◆ Work order: How many of the lines below contain "start"? Reply with only that figure.

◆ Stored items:
_ _ _

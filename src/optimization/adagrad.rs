use std::sync::Arc;

use crate::{
    graph::{AttrValue, Graph, Input, OpHandle, TensorValue, VariableRef},
    initialization::ConstInit,
};

use super::{Algorithm, ApplyCtx, Prepared, Result, SlotStore};

/// Default initial value of the squared-gradient accumulator.
pub const DEFAULT_INITIAL_ACCUMULATOR: f64 = 0.1;

/// The name of the per-variable accumulator slot.
pub const ACCUMULATOR_SLOT: &str = "accumulator";

/// Adaptive-gradient update rule.
///
/// Keeps one accumulator slot per variable, same shape and dtype as the
/// variable, and performs
///
/// ```text
/// accumulator += g * g
/// variable    -= lr * g / sqrt(accumulator)
/// ```
///
/// element-wise per step. The accumulator stays strictly positive as long as
/// the initial value is positive, since it only grows by squared gradients.
#[derive(Debug, Clone, Copy)]
pub struct AdaGrad {
    learning_rate: f64,
    initial_accumulator_value: f64,
}

impl AdaGrad {
    /// Creates a new `AdaGrad` update rule.
    ///
    /// # Arguments
    /// * `learning_rate` - The small coefficient that modulates the amount of
    ///   training per update.
    ///
    /// # Returns
    /// A new `AdaGrad` instance with the default accumulator start value.
    pub fn new(learning_rate: f64) -> Self {
        Self {
            learning_rate,
            initial_accumulator_value: DEFAULT_INITIAL_ACCUMULATOR,
        }
    }

    /// Overrides the accumulator's start value.
    ///
    /// Callers must supply a strictly positive value; a non-positive start
    /// divides by zero inside the update and is not validated here.
    ///
    /// # Arguments
    /// * `value` - The accumulator start value.
    ///
    /// # Returns
    /// Self, for chaining.
    pub fn initial_accumulator_value(mut self, value: f64) -> Self {
        self.initial_accumulator_value = value;
        self
    }
}

impl Algorithm for AdaGrad {
    fn name(&self) -> &'static str {
        "adagrad"
    }

    fn create_slots(
        &self,
        graph: &Graph,
        slots: &mut SlotStore,
        vars: &[VariableRef],
    ) -> Result<()> {
        let init = Arc::new(ConstInit::new(self.initial_accumulator_value));

        for var in vars {
            slots.get_or_create(
                ACCUMULATOR_SLOT,
                var,
                init.clone(),
                var.shape(),
                var.dtype(),
                graph,
            )?;
        }

        Ok(())
    }

    fn prepare(&self) -> Prepared {
        Prepared::new(self.learning_rate)
    }

    fn apply_dense(
        &self,
        ctx: &ApplyCtx<'_>,
        grad: &TensorValue,
        var: &VariableRef,
    ) -> Result<OpHandle> {
        let accum = ctx.slots.get(ACCUMULATOR_SLOT, var)?;
        let lr = ctx.prepared.learning_rate_for(var);

        let handle = ctx.graph.add_op(
            "apply_adagrad",
            vec![
                ("var".to_string(), Input::Var(var.clone())),
                ("accum".to_string(), Input::Var(accum)),
                ("grad".to_string(), Input::Tensor(grad.clone())),
            ],
            vec![
                ("lr".to_string(), AttrValue::Float(lr)),
                ("use_locking".to_string(), AttrValue::Bool(ctx.use_locking)),
            ],
        )?;

        Ok(handle)
    }

    fn apply_sparse(
        &self,
        ctx: &ApplyCtx<'_>,
        values: &TensorValue,
        indices: &[usize],
        var: &VariableRef,
    ) -> Result<OpHandle> {
        let accum = ctx.slots.get(ACCUMULATOR_SLOT, var)?;
        let lr = ctx.prepared.learning_rate_for(var);

        let handle = ctx.graph.add_op(
            "sparse_apply_adagrad",
            vec![
                ("var".to_string(), Input::Var(var.clone())),
                ("accum".to_string(), Input::Var(accum)),
                ("grad".to_string(), Input::Tensor(values.clone())),
                ("indices".to_string(), Input::Indices(indices.to_vec())),
            ],
            vec![
                ("lr".to_string(), AttrValue::Float(lr)),
                ("use_locking".to_string(), AttrValue::Bool(ctx.use_locking)),
            ],
        )?;

        Ok(handle)
    }
}

#[cfg(test)]
mod tests {
    use super::*;
    use crate::{
        graph::{Collection, DType},
        optimization::Optimizer,
        runtime::{FeedMap, Runtime, Session, SessionConfig},
    };

    fn setup(shape: &[usize]) -> (Arc<Graph>, VariableRef, Optimizer<AdaGrad>) {
        let graph = Arc::new(Graph::new());
        let var = graph
            .variable(
                "w",
                DType::F64,
                shape,
                Collection::Global,
                Arc::new(ConstInit::new(1.0)),
            )
            .unwrap();

        let mut optimizer = Optimizer::new(AdaGrad::new(0.5));
        optimizer
            .create_slots(&graph, std::slice::from_ref(&var))
            .unwrap();
        optimizer.prepare();

        (graph, var, optimizer)
    }

    #[test]
    fn create_slots_is_idempotent() {
        let (graph, var, mut optimizer) = setup(&[2]);

        optimizer
            .create_slots(&graph, std::slice::from_ref(&var))
            .unwrap();
        assert_eq!(optimizer.slots().len(), 1);
    }

    #[test]
    fn dense_update_follows_the_recurrence() {
        let (graph, var, optimizer) = setup(&[2]);
        let grad = TensorValue::new(DType::F64, vec![2.0, -3.0]);
        let op = optimizer.apply_dense(&graph, &grad, &var).unwrap();

        let runtime = Arc::new(Runtime::new());
        let session = runtime.connect("local", graph.clone(), SessionConfig::default());
        session
            .assign("w", TensorValue::new(DType::F64, vec![1.0, 1.0]))
            .unwrap();
        session
            .assign("w/adagrad/accumulator", TensorValue::filled(DType::F64, 2, 0.1))
            .unwrap();

        session.run(op, &FeedMap::new()).unwrap();

        let accum = session.fetch("w/adagrad/accumulator").unwrap();
        let expected_accum = [0.1 + 4.0, 0.1 + 9.0];
        assert_eq!(accum.data(), &expected_accum);

        let w = session.fetch("w").unwrap();
        let expected = [
            1.0 - 0.5 * 2.0 / expected_accum[0].sqrt(),
            1.0 - 0.5 * -3.0 / expected_accum[1].sqrt(),
        ];
        assert_eq!(w.data(), &expected);
    }

    #[test]
    fn sparse_update_leaves_unindexed_rows_untouched() {
        let (graph, var, optimizer) = setup(&[3, 2]);
        let values = TensorValue::new(DType::F64, vec![1.0, 2.0]);
        let op = optimizer.apply_sparse(&graph, &values, &[1], &var).unwrap();

        let runtime = Arc::new(Runtime::new());
        let session = runtime.connect("local", graph.clone(), SessionConfig::default());
        session
            .assign("w", TensorValue::filled(DType::F64, 6, 1.0))
            .unwrap();
        session
            .assign("w/adagrad/accumulator", TensorValue::filled(DType::F64, 6, 0.1))
            .unwrap();

        session.run(op, &FeedMap::new()).unwrap();

        let accum = session.fetch("w/adagrad/accumulator").unwrap();
        let w = session.fetch("w").unwrap();

        // Rows 0 and 2 keep their exact previous values.
        for i in [0, 1, 4, 5] {
            assert_eq!(accum.data()[i], 0.1);
            assert_eq!(w.data()[i], 1.0);
        }

        // Row 1 follows the dense recurrence.
        let a2 = 0.1 + 1.0;
        let a3 = 0.1 + 4.0;
        assert_eq!(accum.data()[2], a2);
        assert_eq!(accum.data()[3], a3);
        assert_eq!(w.data()[2], 1.0 - 0.5 * 1.0 / a2.sqrt());
        assert_eq!(w.data()[3], 1.0 - 0.5 * 2.0 / a3.sqrt());
    }

    #[test]
    fn mixed_precision_variables_share_one_optimizer() {
        let graph = Arc::new(Graph::new());
        let lo = graph
            .variable(
                "lo",
                DType::F32,
                &[1],
                Collection::Global,
                Arc::new(ConstInit::new(1.0)),
            )
            .unwrap();
        let hi = graph
            .variable(
                "hi",
                DType::F64,
                &[1],
                Collection::Global,
                Arc::new(ConstInit::new(1.0)),
            )
            .unwrap();

        let mut optimizer = Optimizer::new(AdaGrad::new(0.1));
        optimizer
            .create_slots(&graph, &[lo.clone(), hi.clone()])
            .unwrap();
        optimizer.prepare();

        let grad_lo = TensorValue::new(DType::F32, vec![1.0]);
        let grad_hi = TensorValue::new(DType::F64, vec![1.0]);
        let op_lo = optimizer.apply_dense(&graph, &grad_lo, &lo).unwrap();
        let op_hi = optimizer.apply_dense(&graph, &grad_hi, &hi).unwrap();

        let lr_lo = match graph.op(op_lo).unwrap().attr("lr") {
            Some(AttrValue::Float(lr)) => *lr,
            _ => panic!("missing lr attr"),
        };
        let lr_hi = match graph.op(op_hi).unwrap().attr("lr") {
            Some(AttrValue::Float(lr)) => *lr,
            _ => panic!("missing lr attr"),
        };

        assert_eq!(lr_lo, 0.1f32 as f64);
        assert_eq!(lr_hi, 0.1);
    }
}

_ _ _

◆ Solved exercise: 4